// SPDX-License-Identifier: AGPL-3.0-or-later
//
// Copyright (C) 2026 Relational Network

use axum::{
    http::StatusCode,
    response::{IntoResponse, Response},
    Json,
};
use serde::Serialize;
use tracing::{error, warn};

use crate::config::ConfigError;
use crate::db::DataError;

/// Message shown for failures whose details are for operators only.
const GENERIC_FAILURE: &str = "Something went wrong";

#[derive(Debug)]
pub struct ApiError {
    pub status: StatusCode,
    pub message: String,
}

#[derive(Serialize)]
struct ErrorBody {
    error: String,
}

impl ApiError {
    pub fn new(status: StatusCode, message: impl Into<String>) -> Self {
        Self {
            status,
            message: message.into(),
        }
    }

    pub fn not_found(message: impl Into<String>) -> Self {
        Self::new(StatusCode::NOT_FOUND, message)
    }

    pub fn bad_request(message: impl Into<String>) -> Self {
        Self::new(StatusCode::BAD_REQUEST, message)
    }

    pub fn internal() -> Self {
        Self::new(StatusCode::INTERNAL_SERVER_ERROR, GENERIC_FAILURE)
    }

    pub fn bad_gateway() -> Self {
        Self::new(StatusCode::BAD_GATEWAY, GENERIC_FAILURE)
    }
}

/// Configuration problems surface to users as a generic failure.
impl From<ConfigError> for ApiError {
    fn from(err: ConfigError) -> Self {
        error!(error = %err, "Action aborted by configuration error");
        Self::internal()
    }
}

impl From<DataError> for ApiError {
    fn from(err: DataError) -> Self {
        warn!(error = %err, "Database request failed");
        Self::bad_gateway()
    }
}

impl IntoResponse for ApiError {
    fn into_response(self) -> Response {
        let body = Json(ErrorBody {
            error: self.message,
        });
        (self.status, body).into_response()
    }
}
// SPDX-License-Identifier: AGPL-3.0-or-later
//
// Copyright (C) 2026 Relational Network

//! # Database Access
//!
//! Clients for the hosted Supabase database, reached through its REST
//! gateway.
//!
//! ## Trust Levels
//!
//! - [`ScopedClient`] acts as the signed-in caller; row level security applies
//! - [`PrivilegedClient`] holds the service credential and bypasses it
//!
//! Privileged clients come only from [`PrivilegedClientFactory`], which
//! validates the endpoint and credential before handing one out. The factory
//! cannot tell who is asking, so actions obtain clients through
//! [`PrivilegedClientFactory::privileged_client_for`], which takes the
//! resolved [`SessionIdentity`](crate::auth::SessionIdentity).

pub mod client;
pub mod credential;
pub mod factory;
pub mod rest;

pub use client::{ClientOptions, PrivilegedClient, ScopedClient};
pub use credential::{PublishableKey, ServiceCredential};
pub use factory::{FactoryState, PrivilegedClientFactory};
pub use rest::{DataError, DataResult, Query};
// SPDX-License-Identifier: AGPL-3.0-or-later
//
// Copyright (C) 2026 Relational Network

//! Shared fixtures for unit tests: signed session tokens, application state
//! and an in-process stand-in for the Supabase REST gateway.

use std::io;
use std::sync::{Arc, Mutex};

use axum::{
    body::Bytes,
    http::{header, HeaderMap, HeaderValue, Method, StatusCode, Uri},
    response::IntoResponse,
    Json, Router,
};
use chrono::Utc;
use jsonwebtoken::{encode, jwk::JwkSet, Algorithm, EncodingKey, Header};
use serde_json::{json, Value};
use tokio::net::TcpListener;

use crate::auth::claims::{SessionClaims, SessionMetadata};
use crate::auth::{JwksManager, Role, SessionAuthenticator, SessionIdentity};
use crate::config::{AppConfig, AuthSettings, LogFormat, SupabaseSettings};
use crate::state::AppState;

pub const TEST_KEY_ID: &str = "test-key";
pub const TEST_ISSUER: &str = "https://clerk.test";

const TEST_SECRET: &[u8] = b"test-signing-secret-0123456789abcdef";
const TEST_SECRET_B64: &str = "dGVzdC1zaWduaW5nLXNlY3JldC0wMTIzNDU2Nzg5YWJjZGVm";

pub fn test_jwks() -> JwkSet {
    serde_json::from_value(json!({
        "keys": [{
            "kty": "oct",
            "kid": TEST_KEY_ID,
            "alg": "HS256",
            "k": TEST_SECRET_B64
        }]
    }))
    .unwrap()
}

/// Claims for a valid one-hour session issued by [`TEST_ISSUER`].
pub fn token_claims(sub: &str) -> Value {
    let now = Utc::now().timestamp();
    json!({
        "sub": sub,
        "exp": now + 3600,
        "iat": now,
        "nbf": now - 5,
        "iss": TEST_ISSUER,
        "sid": "sess_test"
    })
}

pub fn sign_token(claims: Value) -> String {
    sign_token_with_secret(claims, TEST_SECRET)
}

pub fn sign_token_with_secret(claims: Value, secret: &[u8]) -> String {
    let mut header = Header::new(Algorithm::HS256);
    header.kid = Some(TEST_KEY_ID.to_string());
    encode(&header, &claims, &EncodingKey::from_secret(secret)).unwrap()
}

pub fn bearer_headers(token: &str) -> HeaderMap {
    let mut headers = HeaderMap::new();
    headers.insert(
        header::AUTHORIZATION,
        HeaderValue::from_str(&format!("Bearer {token}")).unwrap(),
    );
    headers
}

pub fn cookie_headers(cookies: &str) -> HeaderMap {
    let mut headers = HeaderMap::new();
    headers.insert(header::COOKIE, HeaderValue::from_str(cookies).unwrap());
    headers
}

pub fn test_authenticator() -> SessionAuthenticator {
    let settings = AuthSettings {
        issuer: Some(TEST_ISSUER.to_string()),
        ..Default::default()
    };
    SessionAuthenticator::new(&settings, reqwest::Client::new())
        .with_jwks(JwksManager::from_key_set(test_jwks()))
}

pub fn test_config(supabase: SupabaseSettings) -> AppConfig {
    AppConfig {
        host: "127.0.0.1".to_string(),
        port: 0,
        log_format: LogFormat::Pretty,
        auth: AuthSettings {
            issuer: Some(TEST_ISSUER.to_string()),
            ..Default::default()
        },
        supabase,
    }
}

/// State whose authenticator trusts tokens from [`sign_token`].
pub fn test_state(supabase: SupabaseSettings) -> AppState {
    AppState::new(test_config(supabase))
        .unwrap()
        .with_authenticator(test_authenticator())
}

pub fn test_identity(user_id: &str, role: Role) -> SessionIdentity {
    let claims = SessionClaims {
        sub: user_id.to_string(),
        exp: Utc::now().timestamp() + 3600,
        iss: TEST_ISSUER.to_string(),
        sid: Some("sess_test".to_string()),
        azp: None,
        metadata: Some(SessionMetadata {
            onboarding_complete: Some(false),
            role: Some(role.to_string()),
        }),
    };
    SessionIdentity::from_claims(claims, "test-session-token").unwrap()
}

// =============================================================================
// Fake REST gateway
// =============================================================================

#[derive(Debug, Clone)]
pub struct RecordedRequest {
    pub method: String,
    pub path: String,
    pub query: Option<String>,
    pub headers: HeaderMap,
    pub body: Bytes,
}

impl RecordedRequest {
    pub fn header(&self, name: &str) -> Option<&str> {
        self.headers.get(name).and_then(|v| v.to_str().ok())
    }

    pub fn json_body(&self) -> Value {
        serde_json::from_slice(&self.body).unwrap()
    }
}

/// HTTP server on a random local port that records every request and
/// answers all of them with the current canned response.
pub struct FakeGateway {
    pub url: String,
    recorded: Arc<Mutex<Vec<RecordedRequest>>>,
    response: Arc<Mutex<(StatusCode, Value)>>,
}

impl FakeGateway {
    /// A `Value::Null` body is sent as an empty body.
    pub async fn spawn(status: StatusCode, body: Value) -> Self {
        let recorded = Arc::new(Mutex::new(Vec::new()));
        let response = Arc::new(Mutex::new((status, body)));
        let sink = recorded.clone();
        let canned = response.clone();

        let app = Router::new().fallback(
            move |method: Method, uri: Uri, headers: HeaderMap, bytes: Bytes| {
                let sink = sink.clone();
                let (status, body) = canned.lock().unwrap().clone();
                async move {
                    sink.lock().unwrap().push(RecordedRequest {
                        method: method.to_string(),
                        path: uri.path().to_string(),
                        query: uri.query().map(str::to_string),
                        headers,
                        body: bytes,
                    });
                    if body.is_null() {
                        status.into_response()
                    } else {
                        (status, Json(body)).into_response()
                    }
                }
            },
        );

        let listener = TcpListener::bind("127.0.0.1:0").await.unwrap();
        let addr = listener.local_addr().unwrap();
        tokio::spawn(async move {
            axum::serve(listener, app).await.unwrap();
        });

        Self {
            url: format!("http://{addr}"),
            recorded,
            response,
        }
    }

    /// Change the response for subsequent requests.
    pub fn respond_with(&self, status: StatusCode, body: Value) {
        *self.response.lock().unwrap() = (status, body);
    }

    pub fn requests(&self) -> Vec<RecordedRequest> {
        self.recorded.lock().unwrap().clone()
    }

    pub fn single_request(&self) -> RecordedRequest {
        let requests = self.requests();
        assert_eq!(requests.len(), 1, "expected one request, got {requests:?}");
        requests.into_iter().next().unwrap()
    }
}

// =============================================================================
// Log capture
// =============================================================================

#[derive(Clone, Default)]
struct LogBuffer(Arc<Mutex<Vec<u8>>>);

impl io::Write for LogBuffer {
    fn write(&mut self, buf: &[u8]) -> io::Result<usize> {
        self.0.lock().unwrap().extend_from_slice(buf);
        Ok(buf.len())
    }

    fn flush(&mut self) -> io::Result<()> {
        Ok(())
    }
}

/// Run `f` with a JSON subscriber installed on this thread and return what it
/// logged.
pub fn capture_logs<T>(f: impl FnOnce() -> T) -> (T, String) {
    let buffer = LogBuffer::default();
    let writer = buffer.clone();
    let subscriber = tracing_subscriber::fmt()
        .json()
        .with_max_level(tracing::Level::TRACE)
        .with_writer(move || writer.clone())
        .finish();

    let output = tracing::subscriber::with_default(subscriber, f);
    let logs = String::from_utf8_lossy(&buffer.0.lock().unwrap()).into_owned();
    (output, logs)
}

WHAT THE TASK ASKS:
Among the lines of the data, which ones contain the word "ErrorBody"? Show them.

EXERCISE RESULT:
struct ErrorBody {
        let body = Json(ErrorBody {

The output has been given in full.